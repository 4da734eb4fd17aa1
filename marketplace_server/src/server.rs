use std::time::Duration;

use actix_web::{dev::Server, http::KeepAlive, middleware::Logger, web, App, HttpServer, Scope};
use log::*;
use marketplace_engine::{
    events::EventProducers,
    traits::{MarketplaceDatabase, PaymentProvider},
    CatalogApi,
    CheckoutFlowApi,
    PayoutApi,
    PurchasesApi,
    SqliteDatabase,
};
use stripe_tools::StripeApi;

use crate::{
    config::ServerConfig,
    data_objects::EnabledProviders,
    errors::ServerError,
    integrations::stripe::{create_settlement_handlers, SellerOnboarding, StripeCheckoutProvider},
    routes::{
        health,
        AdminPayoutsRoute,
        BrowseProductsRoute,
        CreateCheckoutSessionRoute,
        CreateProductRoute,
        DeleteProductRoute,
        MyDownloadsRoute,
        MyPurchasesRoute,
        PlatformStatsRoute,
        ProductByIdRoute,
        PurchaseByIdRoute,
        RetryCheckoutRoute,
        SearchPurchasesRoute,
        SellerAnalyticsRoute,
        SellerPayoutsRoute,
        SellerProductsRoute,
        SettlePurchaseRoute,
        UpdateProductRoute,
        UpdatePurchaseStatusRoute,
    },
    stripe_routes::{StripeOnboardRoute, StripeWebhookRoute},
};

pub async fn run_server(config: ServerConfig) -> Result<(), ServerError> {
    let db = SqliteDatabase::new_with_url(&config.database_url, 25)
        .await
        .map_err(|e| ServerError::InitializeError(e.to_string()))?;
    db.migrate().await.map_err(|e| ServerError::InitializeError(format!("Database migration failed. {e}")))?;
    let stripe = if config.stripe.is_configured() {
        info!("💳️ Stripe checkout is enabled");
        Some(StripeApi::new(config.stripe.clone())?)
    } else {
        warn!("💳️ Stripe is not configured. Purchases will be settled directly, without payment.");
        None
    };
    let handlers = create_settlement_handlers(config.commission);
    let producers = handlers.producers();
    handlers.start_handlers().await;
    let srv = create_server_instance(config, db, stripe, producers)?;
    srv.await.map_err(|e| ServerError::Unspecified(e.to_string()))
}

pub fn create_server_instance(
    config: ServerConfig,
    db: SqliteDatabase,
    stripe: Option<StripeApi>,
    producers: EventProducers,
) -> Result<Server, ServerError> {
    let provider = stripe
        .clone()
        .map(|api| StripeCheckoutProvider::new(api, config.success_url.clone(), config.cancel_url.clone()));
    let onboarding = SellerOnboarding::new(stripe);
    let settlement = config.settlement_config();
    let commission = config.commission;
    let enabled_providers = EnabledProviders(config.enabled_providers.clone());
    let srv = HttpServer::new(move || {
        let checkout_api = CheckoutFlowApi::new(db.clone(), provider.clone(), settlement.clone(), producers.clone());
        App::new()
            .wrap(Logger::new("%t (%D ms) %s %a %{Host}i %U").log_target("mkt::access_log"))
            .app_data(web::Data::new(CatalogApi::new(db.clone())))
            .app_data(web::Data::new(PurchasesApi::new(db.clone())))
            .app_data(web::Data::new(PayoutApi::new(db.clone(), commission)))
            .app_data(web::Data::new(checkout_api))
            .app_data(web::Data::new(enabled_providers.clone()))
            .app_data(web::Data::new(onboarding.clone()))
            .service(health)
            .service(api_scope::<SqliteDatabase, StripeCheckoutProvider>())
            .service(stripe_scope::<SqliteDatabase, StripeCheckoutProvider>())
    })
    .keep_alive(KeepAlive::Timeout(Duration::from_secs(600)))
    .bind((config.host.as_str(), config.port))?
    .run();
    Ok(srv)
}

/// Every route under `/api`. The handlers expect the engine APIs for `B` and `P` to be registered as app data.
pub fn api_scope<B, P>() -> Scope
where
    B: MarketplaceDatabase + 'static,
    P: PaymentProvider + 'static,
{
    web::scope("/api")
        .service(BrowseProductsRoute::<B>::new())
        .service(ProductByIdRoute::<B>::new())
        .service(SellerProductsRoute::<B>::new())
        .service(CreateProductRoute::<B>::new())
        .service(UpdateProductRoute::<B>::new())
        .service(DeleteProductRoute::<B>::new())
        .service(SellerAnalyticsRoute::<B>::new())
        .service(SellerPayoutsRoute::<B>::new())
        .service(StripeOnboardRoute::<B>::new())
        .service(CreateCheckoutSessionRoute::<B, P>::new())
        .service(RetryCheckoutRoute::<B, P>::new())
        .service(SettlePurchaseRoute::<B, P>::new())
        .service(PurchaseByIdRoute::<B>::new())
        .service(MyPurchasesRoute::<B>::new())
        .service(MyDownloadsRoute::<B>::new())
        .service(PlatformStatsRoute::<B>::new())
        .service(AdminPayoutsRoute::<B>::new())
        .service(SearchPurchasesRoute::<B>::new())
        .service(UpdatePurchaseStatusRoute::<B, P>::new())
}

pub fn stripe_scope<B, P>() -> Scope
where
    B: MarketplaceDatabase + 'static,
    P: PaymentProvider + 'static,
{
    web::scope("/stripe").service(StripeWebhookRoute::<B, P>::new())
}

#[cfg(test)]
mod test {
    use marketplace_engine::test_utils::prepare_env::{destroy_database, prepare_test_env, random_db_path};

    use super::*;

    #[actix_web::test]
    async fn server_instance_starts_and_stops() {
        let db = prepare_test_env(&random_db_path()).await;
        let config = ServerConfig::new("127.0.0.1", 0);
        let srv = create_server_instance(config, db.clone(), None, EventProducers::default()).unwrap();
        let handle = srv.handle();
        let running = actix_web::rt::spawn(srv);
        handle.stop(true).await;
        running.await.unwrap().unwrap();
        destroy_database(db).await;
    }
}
______
*Try it*: The job here is to write out all the entries again exactly.

*Problem solution*:
repository 4da734eb4fd17aa1
filename marketplace_server/src/server.rs
use std::time::Duration;

use actix_web::{dev::Server, http::KeepAlive, middleware::Logger, web, App, HttpServer, Scope};
use log::*;
use marketplace_engine::{
    events::EventProducers,
    traits::{MarketplaceDatabase, PaymentProvider},
    CatalogApi,
    CheckoutFlowApi,
    PayoutApi,
    PurchasesApi,
    SqliteDatabase,
};
use stripe_tools::StripeApi;

use crate::{
    config::ServerConfig,
    data_objects::EnabledProviders,
    errors::ServerError,
    integrations::stripe::{create_settlement_handlers, SellerOnboarding, StripeCheckoutProvider},
    routes::{
        health,
        AdminPayoutsRoute,
        BrowseProductsRoute,
        CreateCheckoutSessionRoute,
        CreateProductRoute,
        DeleteProductRoute,
        MyDownloadsRoute,
        MyPurchasesRoute,
        PlatformStatsRoute,
        ProductByIdRoute,
        PurchaseByIdRoute,
        RetryCheckoutRoute,
        SearchPurchasesRoute,
        SellerAnalyticsRoute,
        SellerPayoutsRoute,
        SellerProductsRoute,
        SettlePurchaseRoute,
        UpdateProductRoute,
        UpdatePurchaseStatusRoute,
    },
    stripe_routes::{StripeOnboardRoute, StripeWebhookRoute},
};

pub async fn run_server(config: ServerConfig) -> Result<(), ServerError> {
    let db = SqliteDatabase::new_with_url(&config.database_url, 25)
        .await
        .map_err(|e| ServerError::InitializeError(e.to_string()))?;
    db.migrate().await.map_err(|e| ServerError::InitializeError(format!("Database migration failed. {e}")))?;
    let stripe = if config.stripe.is_configured() {
        info!("💳️ Stripe checkout is enabled");
        Some(StripeApi::new(config.stripe.clone())?)
    } else {
        warn!("💳️ Stripe is not configured. Purchases will be settled directly, without payment.");
        None
    };
    let handlers = create_settlement_handlers(config.commission);
    let producers = handlers.producers();
    handlers.start_handlers().await;
    let srv = create_server_instance(config, db, stripe, producers)?;
    srv.await.map_err(|e| ServerError::Unspecified(e.to_string()))
}

pub fn create_server_instance(
    config: ServerConfig,
    db: SqliteDatabase,
    stripe: Option<StripeApi>,
    producers: EventProducers,
) -> Result<Server, ServerError> {
    let provider = stripe
        .clone()
        .map(|api| StripeCheckoutProvider::new(api, config.success_url.clone(), config.cancel_url.clone()));
    let onboarding = SellerOnboarding::new(stripe);
    let settlement = config.settlement_config();
    let commission = config.commission;
    let enabled_providers = EnabledProviders(config.enabled_providers.clone());
    let srv = HttpServer::new(move || {
        let checkout_api = CheckoutFlowApi::new(db.clone(), provider.clone(), settlement.clone(), producers.clone());
        App::new()
            .wrap(Logger::new("%t (%D ms) %s %a %{Host}i %U").log_target("mkt::access_log"))
            .app_data(web::Data::new(CatalogApi::new(db.clone())))
            .app_data(web::Data::new(PurchasesApi::new(db.clone())))
            .app_data(web::Data::new(PayoutApi::new(db.clone(), commission)))
            .app_data(web::Data::new(checkout_api))
            .app_data(web::Data::new(enabled_providers.clone()))
            .app_data(web::Data::new(onboarding.clone()))
            .service(health)
            .service(api_scope::<SqliteDatabase, StripeCheckoutProvider>())
            .service(stripe_scope::<SqliteDatabase, StripeCheckoutProvider>())
    })
    .keep_alive(KeepAlive::Timeout(Duration::from_secs(600)))
    .bind((config.host.as_str(), config.port))?
    .run();
    Ok(srv)
}

/// Every route under `/api`. The handlers expect the engine APIs for `B` and `P` to be registered as app data.
pub fn api_scope<B, P>() -> Scope
where
    B: MarketplaceDatabase + 'static,
    P: PaymentProvider + 'static,
{
    web::scope("/api")
        .service(BrowseProductsRoute::<B>::new())
        .service(ProductByIdRoute::<B>::new())
        .service(SellerProductsRoute::<B>::new())
        .service(CreateProductRoute::<B>::new())
        .service(UpdateProductRoute::<B>::new())
        .service(DeleteProductRoute::<B>::new())
        .service(SellerAnalyticsRoute::<B>::new())
        .service(SellerPayoutsRoute::<B>::new())
        .service(StripeOnboardRoute::<B>::new())
        .service(CreateCheckoutSessionRoute::<B, P>::new())
        .service(RetryCheckoutRoute::<B, P>::new())
        .service(SettlePurchaseRoute::<B, P>::new())
        .service(PurchaseByIdRoute::<B>::new())
        .service(MyPurchasesRoute::<B>::new())
        .service(MyDownloadsRoute::<B>::new())
        .service(PlatformStatsRoute::<B>::new())
        .service(AdminPayoutsRoute::<B>::new())
        .service(SearchPurchasesRoute::<B>::new())
        .service(UpdatePurchaseStatusRoute::<B, P>::new())
}

pub fn stripe_scope<B, P>() -> Scope
where
    B: MarketplaceDatabase + 'static,
    P: PaymentProvider + 'static,
{
    web::scope("/stripe").service(StripeWebhookRoute::<B, P>::new())
}

#[cfg(test)]
mod test {
    use marketplace_engine::test_utils::prepare_env::{destroy_database, prepare_test_env, random_db_path};

    use super::*;

    #[actix_web::test]
    async fn server_instance_starts_and_stops() {
        let db = prepare_test_env(&random_db_path()).await;
        let config = ServerConfig::new("127.0.0.1", 0);
        let srv = create_server_instance(config, db.clone(), None, EventProducers::default()).unwrap();
        let handle = srv.handle();
        let running = actix_web::rt::spawn(srv);
        handle.stop(true).await;
        running.await.unwrap().unwrap();
        destroy_database(db).await;
    }
}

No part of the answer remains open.